_Brief_: In the data that follows, every line containing the word "updates" should be returned.

_Collected data entries_:
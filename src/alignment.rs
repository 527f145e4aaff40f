// =============================================================================
// Series alignment onto a canonical label axis
// =============================================================================
//
// A chart draws every dataset against one ordered list of dates. Indicator
// series arrive shorter, longer, or keyed on dates the candles never had
// (Ichimoku projects into the future). Alignment produces, for each label,
// exactly one point: the source value when a point with an equal key exists,
// a gap otherwise.
//
// Lookup is exact key equality. When a source repeats a key, the first
// occurrence wins.
// =============================================================================

use std::collections::HashMap;
use std::collections::hash_map::Entry;

use chrono::NaiveDate;

use crate::error::SeriesError;
use crate::types::{CandlePoint, LabeledPoint, OhlcvPoint};
use crate::validation::add_days;

/// Index `series` by key, keeping the first occurrence of each key.
fn first_by_key<T, F>(series: &[T], key: F) -> HashMap<NaiveDate, &T>
where
    F: Fn(&T) -> NaiveDate,
{
    let mut index = HashMap::with_capacity(series.len());
    for item in series {
        if let Entry::Vacant(slot) = index.entry(key(item)) {
            slot.insert(item);
        }
    }
    index
}

/// Align a line series onto `labels`. Output length is always `labels.len()`.
pub fn align_scalar(labels: &[NaiveDate], series: &[LabeledPoint]) -> Vec<LabeledPoint> {
    let index = first_by_key(series, |p| p.x);
    labels
        .iter()
        .map(|&x| LabeledPoint {
            x,
            y: index.get(&x).and_then(|p| p.y),
        })
        .collect()
}

/// Align a candlestick series onto `labels`. Missing bars become the null
/// quadruple.
pub fn align_candle(labels: &[NaiveDate], series: &[CandlePoint]) -> Vec<CandlePoint> {
    let index = first_by_key(series, |c| c.x);
    labels
        .iter()
        .map(|&x| match index.get(&x) {
            Some(c) => CandlePoint { x, ..**c },
            None => CandlePoint::gap(x),
        })
        .collect()
}

/// Build the canonical axis: every bar date, then `forward_days` synthetic
/// dates one calendar day apart after the last bar.
///
/// # Errors
/// - `forward_days > 0` with no bars to anchor the synthetic dates on
/// - calendar overflow
pub fn build_label_axis(
    candles: &[OhlcvPoint],
    forward_days: usize,
) -> Result<Vec<NaiveDate>, SeriesError> {
    let mut labels: Vec<NaiveDate> = candles.iter().map(|c| c.timestamp).collect();
    if forward_days == 0 {
        return Ok(labels);
    }

    let last = match labels.last() {
        Some(&d) => d,
        None => return Err(SeriesError::EmptySeries { series: "candles" }),
    };
    labels.reserve(forward_days);
    for j in 1..=forward_days {
        labels.push(add_days(last, j as u64)?);
    }
    Ok(labels)
}

/// Candlestick view of raw bars.
pub fn candle_points(candles: &[OhlcvPoint]) -> Vec<CandlePoint> {
    candles.iter().map(CandlePoint::from).collect()
}

/// Volume bars as a line-shaped series.
pub fn volume_points(candles: &[OhlcvPoint]) -> Vec<LabeledPoint> {
    candles
        .iter()
        .map(|c| LabeledPoint::new(c.timestamp, c.volume as f64))
        .collect()
}
// =============================================================================
// REST API Endpoints: Axum 0.7
// =============================================================================
//
// All endpoints live under `/api/v1/`. The service is read-mostly: one chart
// endpoint that renders a fully aligned payload, plus configuration reads and
// per-interval period updates.
//
// CORS is configured permissively; the chart front-end is served from a
// different origin.
// =============================================================================

use std::sync::Arc;

use axum::{
    extract::{
        rejection::{JsonRejection, QueryRejection},
        Json, Path, Query, State,
    },
    http::StatusCode,
    response::{IntoResponse, Response},
    routing::{get, put},
    Router,
};
use serde::{Deserialize, Serialize};
use tower_http::cors::{Any, CorsLayer};
use tracing::{info, warn};

use crate::app_state::AppState;
use crate::error::ChartError;
use crate::orchestrator::{ChartRequest, OverlaySelection};
use crate::overlay_config::IntervalPeriods;
use crate::types::ChartInterval;

// =============================================================================
// Router construction
// =============================================================================

/// Build the full REST API router with CORS middleware and shared state.
pub fn router(state: Arc<AppState>) -> Router {
    let cors = CorsLayer::new()
        .allow_origin(Any)
        .allow_methods(Any)
        .allow_headers(Any);

    Router::new()
        .route("/api/v1/health", get(health))
        .route("/api/v1/chart", get(chart))
        .route("/api/v1/config", get(get_config))
        .route("/api/v1/config/periods/:interval", put(put_periods))
        // ── Middleware & State ───────────────────────────────────────
        .layer(cors)
        .with_state(state)
}

// =============================================================================
// Error mapping
// =============================================================================

impl IntoResponse for ChartError {
    fn into_response(self) -> Response {
        let status = match &self {
            ChartError::InvalidRequest(_) | ChartError::Contract(_) => {
                StatusCode::UNPROCESSABLE_ENTITY
            }
            ChartError::Source(_) => StatusCode::BAD_GATEWAY,
        };
        let body = serde_json::json!({ "error": self.to_string() });
        (status, Json(body)).into_response()
    }
}

fn parse_interval(raw: &str) -> Result<ChartInterval, ChartError> {
    raw.parse().map_err(ChartError::InvalidRequest)
}

impl From<QueryRejection> for ChartError {
    fn from(rejection: QueryRejection) -> Self {
        ChartError::InvalidRequest(rejection.body_text())
    }
}

impl From<JsonRejection> for ChartError {
    fn from(rejection: JsonRejection) -> Self {
        ChartError::InvalidRequest(rejection.body_text())
    }
}

// =============================================================================
// Health
// =============================================================================

#[derive(Serialize)]
struct HealthResponse {
    status: &'static str,
    config_version: u64,
    uptime_secs: u64,
    server_time: i64,
}

async fn health(State(state): State<Arc<AppState>>) -> impl IntoResponse {
    Json(HealthResponse {
        status: "ok",
        config_version: state.current_config_version(),
        uptime_secs: state.start_time.elapsed().as_secs(),
        server_time: chrono::Utc::now().timestamp_millis(),
    })
}

// =============================================================================
// Chart
// =============================================================================

#[derive(Debug, Deserialize)]
struct ChartQuery {
    symbol: Option<String>,
    interval: Option<String>,
    outputsize: Option<usize>,
    sma: Option<bool>,
    bollinger: Option<bool>,
    ichimoku: Option<bool>,
}

async fn chart(
    State(state): State<Arc<AppState>>,
    query: Result<Query<ChartQuery>, QueryRejection>,
) -> Result<impl IntoResponse, ChartError> {
    let Query(query) = query?;
    // Clone once; the lock is released before any await.
    let config = state.config_snapshot();

    let symbol = query
        .symbol
        .as_deref()
        .map(|s| s.trim().to_uppercase())
        .unwrap_or_else(|| config.default_symbol.clone());
    let interval = match query.interval.as_deref() {
        Some(raw) => parse_interval(raw)?,
        None => config.default_interval,
    };

    let request = ChartRequest {
        symbol,
        interval,
        outputsize: query.outputsize.unwrap_or(config.default_outputsize),
        overlays: OverlaySelection {
            sma: query.sma.unwrap_or(true),
            bollinger: query.bollinger.unwrap_or(true),
            ichimoku: query.ichimoku.unwrap_or(true),
        },
    };

    match state.orchestrator.build_chart(&request, &config).await {
        Ok(payload) => Ok(Json(payload)),
        Err(e) => {
            warn!(symbol = %request.symbol, interval = %request.interval, error = %e, "chart request failed");
            Err(e)
        }
    }
}

// =============================================================================
// Configuration
// =============================================================================

async fn get_config(State(state): State<Arc<AppState>>) -> impl IntoResponse {
    Json(state.config_snapshot())
}

async fn put_periods(
    State(state): State<Arc<AppState>>,
    Path(raw_interval): Path<String>,
    body: Result<Json<IntervalPeriods>, JsonRejection>,
) -> Result<impl IntoResponse, ChartError> {
    let interval = parse_interval(&raw_interval)?;
    let Json(periods) = body?;

    // Bump and save under the write lock so concurrent updates reach the
    // disk in the same order they reached memory.
    let version = {
        let mut config = state.config.write();
        config.set_periods(interval, periods.clone())?;
        let version = state.bump_config_version();

        if let Some(path) = &state.config_path {
            // Best-effort: the in-memory update already took effect.
            if let Err(e) = config.save(path) {
                warn!(error = %format!("{e:#}"), "failed to save overlay config to disk");
            }
        }
        version
    };
    info!(interval = %interval, version, "periods updated via API");

    Ok(Json(serde_json::json!({
        "interval": interval,
        "periods": periods,
        "config_version": version,
    })))
}
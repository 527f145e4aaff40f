// =============================================================================
// Bollinger Bands
// =============================================================================
//
// The bands wrap a moving average that has already been computed (or
// fetched) elsewhere:
//
//   upper_i = avg_i + k * sigma_i
//   lower_i = avg_i - k * sigma_i
//
// sigma_i is the population standard deviation of the trailing `period`
// closes measured against avg_i itself, not against the window's own mean.
// For an SMA of the same period the two coincide.
//
// A zero or NaN average is treated as missing and yields a gap, the same as a
// `None` average. Charts downstream rely on this to suppress bands built on
// a zero-as-missing placeholder.
// =============================================================================

use serde::Serialize;

use crate::error::SeriesError;
use crate::types::LabeledPoint;
use crate::validation::{ensure_chronological, ensure_period};

/// Standard-deviation multiplier used when the caller has no preference.
pub const DEFAULT_MULTIPLIER: f64 = 2.0;

/// Upper and lower band, index-aligned with the input average series.
#[derive(Debug, Clone, PartialEq, Serialize)]
#[serde(rename_all = "camelCase")]
pub struct BollingerBands {
    pub upper_band: Vec<LabeledPoint>,
    pub lower_band: Vec<LabeledPoint>,
}

/// Compute Bollinger Bands around `sma_series`.
///
/// `close_prices[i]` must be the close of the bar that `sma_series[i]` is
/// keyed on. Both bands have exactly `sma_series.len()` points with the same
/// keys.
///
/// Index `i` is a gap in both bands when:
/// - `i < period - 1` (short window), or
/// - the average at `i` is `None`, `0.0` or NaN.
///
/// # Errors
/// - `period == 0`
/// - `close_prices` and `sma_series` differ in length
/// - `sma_series` keys are not strictly increasing
pub fn compute_bollinger_bands(
    sma_series: &[LabeledPoint],
    close_prices: &[f64],
    period: usize,
    multiplier: f64,
) -> Result<BollingerBands, SeriesError> {
    ensure_period("period", period)?;
    if sma_series.len() != close_prices.len() {
        return Err(SeriesError::LengthMismatch {
            left: "sma_series",
            left_len: sma_series.len(),
            right: "close_prices",
            right_len: close_prices.len(),
        });
    }
    ensure_chronological("sma_series", sma_series.iter().map(|p| p.x))?;

    let mut upper_band = Vec::with_capacity(sma_series.len());
    let mut lower_band = Vec::with_capacity(sma_series.len());

    for (i, point) in sma_series.iter().enumerate() {
        let avg = match point.y {
            Some(v) if i + 1 >= period && v != 0.0 && !v.is_nan() => v,
            _ => {
                upper_band.push(LabeledPoint::gap(point.x));
                lower_band.push(LabeledPoint::gap(point.x));
                continue;
            }
        };

        let window = &close_prices[i + 1 - period..=i];
        let variance = window.iter().map(|p| (p - avg).powi(2)).sum::<f64>() / period as f64;
        let std_dev = variance.sqrt();

        upper_band.push(LabeledPoint::new(point.x, avg + multiplier * std_dev));
        lower_band.push(LabeledPoint::new(point.x, avg - multiplier * std_dev));
    }

    Ok(BollingerBands {
        upper_band,
        lower_band,
    })
}

#[cfg(test)]
mod tests {
    use super::*;
    use chrono::NaiveDate;

    fn day(d: u32) -> NaiveDate {
        NaiveDate::from_ymd_opt(2024, 1, d).unwrap()
    }

    fn series(values: &[Option<f64>]) -> Vec<LabeledPoint> {
        values
            .iter()
            .enumerate()
            .map(|(i, &y)| LabeledPoint { x: day(i as u32 + 1), y })
            .collect()
    }

    #[test]
    fn bollinger_two_period_scenario() {
        let sma = series(&[None, Some(5.0)]);
        let bands = compute_bollinger_bands(&sma, &[4.0, 6.0], 2, 2.0).unwrap();

        assert_eq!(bands.upper_band[0], LabeledPoint::gap(day(1)));
        assert_eq!(bands.lower_band[0], LabeledPoint::gap(day(1)));
        assert_eq!(bands.upper_band[1], LabeledPoint::new(day(2), 7.0));
        assert_eq!(bands.lower_band[1], LabeledPoint::new(day(2), 3.0));
    }

    #[test]
    fn bollinger_gaps_before_window_even_with_average() {
        // An upstream average may be present before the window fills; the
        // window length still governs.
        let sma = series(&[Some(1.0), Some(1.0), Some(2.0), Some(3.0)]);
        let bands = compute_bollinger_bands(&sma, &[1.0, 2.0, 3.0, 4.0], 3, 2.0).unwrap();
        assert!(bands.upper_band[0].y.is_none());
        assert!(bands.upper_band[1].y.is_none());
        assert!(bands.upper_band[2].y.is_some());
        assert!(bands.lower_band[3].y.is_some());
    }

    #[test]
    fn bollinger_zero_average_is_a_gap() {
        let sma = series(&[None, Some(0.0), Some(5.0)]);
        let bands = compute_bollinger_bands(&sma, &[4.0, 6.0, 5.0], 2, 2.0).unwrap();
        assert_eq!(bands.upper_band[1], LabeledPoint::gap(day(2)));
        assert_eq!(bands.lower_band[1], LabeledPoint::gap(day(2)));
        assert!(bands.upper_band[2].y.is_some());
    }

    #[test]
    fn bollinger_nan_average_is_a_gap() {
        let sma = series(&[Some(f64::NAN)]);
        let bands = compute_bollinger_bands(&sma, &[4.0], 1, 2.0).unwrap();
        assert!(bands.upper_band[0].y.is_none());
    }

    #[test]
    fn bollinger_deviation_measured_against_supplied_average() {
        // Window [4, 6] has mean 5, but the supplied average is 4:
        // sigma = sqrt((0^2 + 2^2) / 2) = sqrt(2).
        let sma = series(&[None, Some(4.0)]);
        let bands = compute_bollinger_bands(&sma, &[4.0, 6.0], 2, 1.0).unwrap();
        let sigma = 2.0_f64.sqrt();
        assert!((bands.upper_band[1].y.unwrap() - (4.0 + sigma)).abs() < 1e-12);
        assert!((bands.lower_band[1].y.unwrap() - (4.0 - sigma)).abs() < 1e-12);
    }

    #[test]
    fn bollinger_flat_prices_collapse_bands() {
        let sma = series(&[None, None, Some(100.0)]);
        let bands = compute_bollinger_bands(&sma, &[100.0; 3], 3, DEFAULT_MULTIPLIER).unwrap();
        assert_eq!(bands.upper_band[2].y, Some(100.0));
        assert_eq!(bands.lower_band[2].y, Some(100.0));
    }

    #[test]
    fn bollinger_output_length_matches_input() {
        let sma = series(&[None, Some(2.0), Some(3.0), None, Some(5.0)]);
        let closes = [1.0, 3.0, 3.0, 4.0, 6.0];
        let bands = compute_bollinger_bands(&sma, &closes, 2, 2.0).unwrap();
        assert_eq!(bands.upper_band.len(), 5);
        assert_eq!(bands.lower_band.len(), 5);
        for (band, src) in bands.upper_band.iter().zip(&sma) {
            assert_eq!(band.x, src.x);
        }
    }

    #[test]
    fn bollinger_is_deterministic() {
        let sma = series(&[None, Some(5.0), Some(5.5)]);
        let closes = [4.0, 6.0, 5.0];
        let a = compute_bollinger_bands(&sma, &closes, 2, 2.0).unwrap();
        let b = compute_bollinger_bands(&sma, &closes, 2, 2.0).unwrap();
        assert_eq!(a, b);
    }

    #[test]
    fn bollinger_rejects_contract_violations() {
        let sma = series(&[None, Some(5.0)]);
        assert!(matches!(
            compute_bollinger_bands(&sma, &[4.0, 6.0], 0, 2.0),
            Err(SeriesError::InvalidPeriod { .. })
        ));
        assert!(matches!(
            compute_bollinger_bands(&sma, &[4.0], 2, 2.0),
            Err(SeriesError::LengthMismatch { .. })
        ));

        let unordered = vec![LabeledPoint::gap(day(3)), LabeledPoint::new(day(2), 5.0)];
        assert!(matches!(
            compute_bollinger_bands(&unordered, &[4.0, 6.0], 2, 2.0),
            Err(SeriesError::NonChronological { .. })
        ));
    }
}
pub mod cache;
pub mod twelve_data;

#[cfg(test)]
pub(crate) mod stub;

use anyhow::Result;
use futures_util::future::BoxFuture;

use crate::types::{ChartInterval, LabeledPoint, OhlcvPoint};

pub use cache::CachedSource;
pub use twelve_data::TwelveDataClient;

/// Upstream provider of raw bars and precomputed moving averages.
///
/// Both methods return series in ascending date order.
pub trait MarketDataSource: Send + Sync {
    fn time_series<'a>(
        &'a self,
        symbol: &'a str,
        interval: ChartInterval,
        outputsize: usize,
    ) -> BoxFuture<'a, Result<Vec<OhlcvPoint>>>;

    fn sma<'a>(
        &'a self,
        symbol: &'a str,
        interval: ChartInterval,
        period: usize,
        outputsize: usize,
    ) -> BoxFuture<'a, Result<Vec<LabeledPoint>>>;
}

_Problem solution_:
// per-interval period updates.
    // Bump and save under the write lock so concurrent updates reach the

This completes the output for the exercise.